__INSTRUCTIONS FOR THE TASK__
In the entries below, find the string "document" and return each line holding it.
****************************************
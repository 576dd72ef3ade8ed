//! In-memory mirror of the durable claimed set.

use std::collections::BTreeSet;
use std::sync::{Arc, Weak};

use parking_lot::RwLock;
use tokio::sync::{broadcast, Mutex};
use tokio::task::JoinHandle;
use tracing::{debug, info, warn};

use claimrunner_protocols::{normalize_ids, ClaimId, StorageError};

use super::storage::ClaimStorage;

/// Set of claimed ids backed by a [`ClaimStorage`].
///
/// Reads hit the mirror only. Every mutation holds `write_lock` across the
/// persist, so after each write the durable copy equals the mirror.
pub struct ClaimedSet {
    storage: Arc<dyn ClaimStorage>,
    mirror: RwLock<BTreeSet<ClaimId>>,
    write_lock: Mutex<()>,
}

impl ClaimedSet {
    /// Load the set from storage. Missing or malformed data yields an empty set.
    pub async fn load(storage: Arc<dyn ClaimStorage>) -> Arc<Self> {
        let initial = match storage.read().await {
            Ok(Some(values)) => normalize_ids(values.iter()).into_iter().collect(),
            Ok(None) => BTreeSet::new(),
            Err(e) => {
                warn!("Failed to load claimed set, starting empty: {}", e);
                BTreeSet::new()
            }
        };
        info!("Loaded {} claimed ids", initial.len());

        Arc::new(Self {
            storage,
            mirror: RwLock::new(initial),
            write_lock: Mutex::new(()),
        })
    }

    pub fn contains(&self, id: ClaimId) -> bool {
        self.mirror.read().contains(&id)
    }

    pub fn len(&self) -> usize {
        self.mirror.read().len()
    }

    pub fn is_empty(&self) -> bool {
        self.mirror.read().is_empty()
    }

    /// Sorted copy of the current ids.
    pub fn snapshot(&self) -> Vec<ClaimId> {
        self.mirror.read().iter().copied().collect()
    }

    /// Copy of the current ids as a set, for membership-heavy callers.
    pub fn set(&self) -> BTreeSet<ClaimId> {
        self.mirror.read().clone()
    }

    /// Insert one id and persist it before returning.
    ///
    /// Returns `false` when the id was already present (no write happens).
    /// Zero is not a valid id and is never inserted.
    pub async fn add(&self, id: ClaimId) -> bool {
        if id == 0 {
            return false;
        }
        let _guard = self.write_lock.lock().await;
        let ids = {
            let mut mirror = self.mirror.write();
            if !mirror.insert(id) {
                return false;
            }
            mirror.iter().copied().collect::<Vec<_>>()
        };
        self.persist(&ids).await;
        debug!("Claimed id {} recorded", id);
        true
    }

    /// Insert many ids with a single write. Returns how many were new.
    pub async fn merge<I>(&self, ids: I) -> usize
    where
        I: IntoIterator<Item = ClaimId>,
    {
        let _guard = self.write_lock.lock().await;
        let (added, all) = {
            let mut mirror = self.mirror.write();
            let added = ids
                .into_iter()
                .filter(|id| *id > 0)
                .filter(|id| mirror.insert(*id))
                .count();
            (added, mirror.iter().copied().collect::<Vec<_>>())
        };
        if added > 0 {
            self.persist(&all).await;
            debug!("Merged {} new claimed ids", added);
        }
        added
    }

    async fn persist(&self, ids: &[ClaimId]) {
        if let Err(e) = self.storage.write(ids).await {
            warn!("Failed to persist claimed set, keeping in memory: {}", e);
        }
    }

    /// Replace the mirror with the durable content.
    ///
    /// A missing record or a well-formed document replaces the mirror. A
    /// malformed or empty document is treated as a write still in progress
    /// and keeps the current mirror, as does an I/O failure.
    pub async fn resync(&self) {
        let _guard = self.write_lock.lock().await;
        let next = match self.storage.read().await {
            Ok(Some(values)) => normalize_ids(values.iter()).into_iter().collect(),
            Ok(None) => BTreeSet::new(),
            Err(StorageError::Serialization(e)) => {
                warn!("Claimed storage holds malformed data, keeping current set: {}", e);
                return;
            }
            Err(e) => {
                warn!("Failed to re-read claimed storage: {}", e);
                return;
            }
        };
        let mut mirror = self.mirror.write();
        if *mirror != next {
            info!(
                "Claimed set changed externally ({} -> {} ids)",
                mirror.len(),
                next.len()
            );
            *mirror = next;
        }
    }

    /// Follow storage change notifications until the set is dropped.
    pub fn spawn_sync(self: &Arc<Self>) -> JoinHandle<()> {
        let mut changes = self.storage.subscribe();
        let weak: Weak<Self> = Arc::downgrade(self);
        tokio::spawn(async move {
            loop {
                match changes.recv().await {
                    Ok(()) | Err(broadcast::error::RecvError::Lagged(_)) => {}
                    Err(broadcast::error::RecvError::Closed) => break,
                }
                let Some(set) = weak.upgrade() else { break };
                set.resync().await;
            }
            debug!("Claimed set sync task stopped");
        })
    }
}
****************************************
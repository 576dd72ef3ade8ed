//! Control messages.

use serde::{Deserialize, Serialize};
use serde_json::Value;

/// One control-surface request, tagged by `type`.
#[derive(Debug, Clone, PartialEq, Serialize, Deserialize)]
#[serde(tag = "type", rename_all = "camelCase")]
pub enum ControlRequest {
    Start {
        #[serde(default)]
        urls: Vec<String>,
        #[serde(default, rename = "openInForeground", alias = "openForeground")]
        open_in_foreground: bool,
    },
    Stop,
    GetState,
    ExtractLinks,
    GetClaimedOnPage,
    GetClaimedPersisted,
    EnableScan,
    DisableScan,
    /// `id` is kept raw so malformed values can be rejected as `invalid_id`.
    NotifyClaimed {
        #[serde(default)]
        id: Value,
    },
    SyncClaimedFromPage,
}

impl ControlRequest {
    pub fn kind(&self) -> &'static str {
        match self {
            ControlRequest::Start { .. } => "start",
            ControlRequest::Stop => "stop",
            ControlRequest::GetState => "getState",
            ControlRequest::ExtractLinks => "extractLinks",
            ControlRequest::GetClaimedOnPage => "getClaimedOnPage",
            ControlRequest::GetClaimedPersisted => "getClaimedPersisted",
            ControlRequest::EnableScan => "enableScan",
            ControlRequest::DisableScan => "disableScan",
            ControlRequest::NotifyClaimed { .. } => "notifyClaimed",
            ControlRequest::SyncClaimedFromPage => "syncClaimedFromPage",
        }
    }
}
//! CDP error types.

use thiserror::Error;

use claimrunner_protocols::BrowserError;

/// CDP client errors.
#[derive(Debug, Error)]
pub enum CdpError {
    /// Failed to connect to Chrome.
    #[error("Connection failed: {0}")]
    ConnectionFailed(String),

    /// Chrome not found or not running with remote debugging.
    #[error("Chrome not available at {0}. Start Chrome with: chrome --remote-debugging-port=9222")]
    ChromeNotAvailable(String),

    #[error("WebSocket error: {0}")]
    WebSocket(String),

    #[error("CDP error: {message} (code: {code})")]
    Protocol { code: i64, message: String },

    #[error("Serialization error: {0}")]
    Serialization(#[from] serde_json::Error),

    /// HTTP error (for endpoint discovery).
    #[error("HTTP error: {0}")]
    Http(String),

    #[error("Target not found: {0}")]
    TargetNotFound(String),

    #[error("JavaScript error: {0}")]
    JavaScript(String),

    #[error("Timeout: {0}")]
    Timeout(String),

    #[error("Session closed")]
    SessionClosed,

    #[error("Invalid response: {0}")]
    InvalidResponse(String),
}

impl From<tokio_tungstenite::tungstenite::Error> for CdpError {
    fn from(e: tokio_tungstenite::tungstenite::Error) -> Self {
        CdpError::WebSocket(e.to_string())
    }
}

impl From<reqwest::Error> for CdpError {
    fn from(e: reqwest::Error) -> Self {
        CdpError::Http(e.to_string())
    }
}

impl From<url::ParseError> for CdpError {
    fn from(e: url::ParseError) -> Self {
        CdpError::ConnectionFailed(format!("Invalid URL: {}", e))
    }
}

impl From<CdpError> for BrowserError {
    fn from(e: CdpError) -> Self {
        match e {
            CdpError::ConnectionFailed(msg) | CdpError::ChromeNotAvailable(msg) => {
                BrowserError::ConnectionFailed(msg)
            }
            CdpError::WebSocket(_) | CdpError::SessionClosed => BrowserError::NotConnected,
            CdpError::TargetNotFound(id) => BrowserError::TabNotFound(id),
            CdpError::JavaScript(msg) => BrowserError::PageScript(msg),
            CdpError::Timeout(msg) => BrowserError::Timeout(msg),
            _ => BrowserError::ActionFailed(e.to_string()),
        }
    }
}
****************************************
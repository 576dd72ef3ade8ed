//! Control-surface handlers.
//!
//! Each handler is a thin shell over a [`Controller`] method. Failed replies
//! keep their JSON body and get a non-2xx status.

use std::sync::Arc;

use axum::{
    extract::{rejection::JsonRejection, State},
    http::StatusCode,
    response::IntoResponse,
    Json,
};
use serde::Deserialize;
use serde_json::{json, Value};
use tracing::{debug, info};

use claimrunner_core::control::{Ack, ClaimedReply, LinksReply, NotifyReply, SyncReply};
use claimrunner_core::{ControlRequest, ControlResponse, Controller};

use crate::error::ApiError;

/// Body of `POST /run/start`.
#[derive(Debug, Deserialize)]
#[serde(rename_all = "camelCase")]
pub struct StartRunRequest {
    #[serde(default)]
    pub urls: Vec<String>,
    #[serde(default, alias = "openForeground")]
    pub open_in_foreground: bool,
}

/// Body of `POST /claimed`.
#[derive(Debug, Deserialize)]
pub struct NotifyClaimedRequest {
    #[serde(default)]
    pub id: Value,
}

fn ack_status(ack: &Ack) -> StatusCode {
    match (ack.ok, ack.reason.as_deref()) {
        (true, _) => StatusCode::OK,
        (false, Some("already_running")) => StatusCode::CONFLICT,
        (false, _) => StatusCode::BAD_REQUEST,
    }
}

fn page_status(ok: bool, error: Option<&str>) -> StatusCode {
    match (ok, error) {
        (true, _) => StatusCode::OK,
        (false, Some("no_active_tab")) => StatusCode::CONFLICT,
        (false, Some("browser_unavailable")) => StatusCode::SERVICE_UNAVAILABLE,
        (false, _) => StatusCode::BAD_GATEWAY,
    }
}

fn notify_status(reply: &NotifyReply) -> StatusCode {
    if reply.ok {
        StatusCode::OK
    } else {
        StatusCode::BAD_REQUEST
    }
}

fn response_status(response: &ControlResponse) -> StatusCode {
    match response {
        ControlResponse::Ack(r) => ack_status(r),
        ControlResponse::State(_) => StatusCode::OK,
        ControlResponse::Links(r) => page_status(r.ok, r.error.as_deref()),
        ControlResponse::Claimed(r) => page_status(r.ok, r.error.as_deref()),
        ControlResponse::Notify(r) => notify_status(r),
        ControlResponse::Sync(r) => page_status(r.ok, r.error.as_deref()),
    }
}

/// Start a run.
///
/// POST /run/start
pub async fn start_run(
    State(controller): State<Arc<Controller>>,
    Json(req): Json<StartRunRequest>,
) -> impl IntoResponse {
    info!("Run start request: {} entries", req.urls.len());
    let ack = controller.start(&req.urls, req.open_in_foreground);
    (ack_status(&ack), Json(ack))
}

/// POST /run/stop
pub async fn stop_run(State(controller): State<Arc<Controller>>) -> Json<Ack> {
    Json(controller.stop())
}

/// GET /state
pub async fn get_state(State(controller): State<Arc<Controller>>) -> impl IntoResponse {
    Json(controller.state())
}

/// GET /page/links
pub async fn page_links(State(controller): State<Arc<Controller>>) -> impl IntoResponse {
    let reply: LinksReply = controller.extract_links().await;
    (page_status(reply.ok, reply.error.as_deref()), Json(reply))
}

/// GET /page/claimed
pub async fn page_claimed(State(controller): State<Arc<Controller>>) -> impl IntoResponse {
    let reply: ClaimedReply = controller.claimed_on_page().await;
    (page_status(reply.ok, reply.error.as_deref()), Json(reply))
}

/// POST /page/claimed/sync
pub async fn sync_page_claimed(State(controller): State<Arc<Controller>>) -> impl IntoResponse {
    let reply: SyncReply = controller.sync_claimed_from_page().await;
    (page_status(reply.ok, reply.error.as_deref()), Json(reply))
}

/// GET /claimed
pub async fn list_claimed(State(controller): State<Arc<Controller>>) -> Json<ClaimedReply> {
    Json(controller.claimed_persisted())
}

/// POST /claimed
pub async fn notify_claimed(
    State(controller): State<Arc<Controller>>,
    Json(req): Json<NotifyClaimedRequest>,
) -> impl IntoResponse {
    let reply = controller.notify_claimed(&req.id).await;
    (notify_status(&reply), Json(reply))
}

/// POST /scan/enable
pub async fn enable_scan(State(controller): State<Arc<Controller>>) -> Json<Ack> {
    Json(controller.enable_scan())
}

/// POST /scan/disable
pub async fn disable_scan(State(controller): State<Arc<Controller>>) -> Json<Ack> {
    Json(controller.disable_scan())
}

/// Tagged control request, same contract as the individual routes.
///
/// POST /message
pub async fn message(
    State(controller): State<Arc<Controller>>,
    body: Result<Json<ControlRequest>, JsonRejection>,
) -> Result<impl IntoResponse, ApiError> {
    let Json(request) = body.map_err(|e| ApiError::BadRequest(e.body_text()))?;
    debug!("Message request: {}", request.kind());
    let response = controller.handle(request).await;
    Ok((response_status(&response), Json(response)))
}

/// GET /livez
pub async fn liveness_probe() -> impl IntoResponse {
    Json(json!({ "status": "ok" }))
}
****************************************
__ANSWER SECTION__
    /// A missing record or a well-formed document replaces the mirror. A
    /// malformed or empty document is treated as a write still in progress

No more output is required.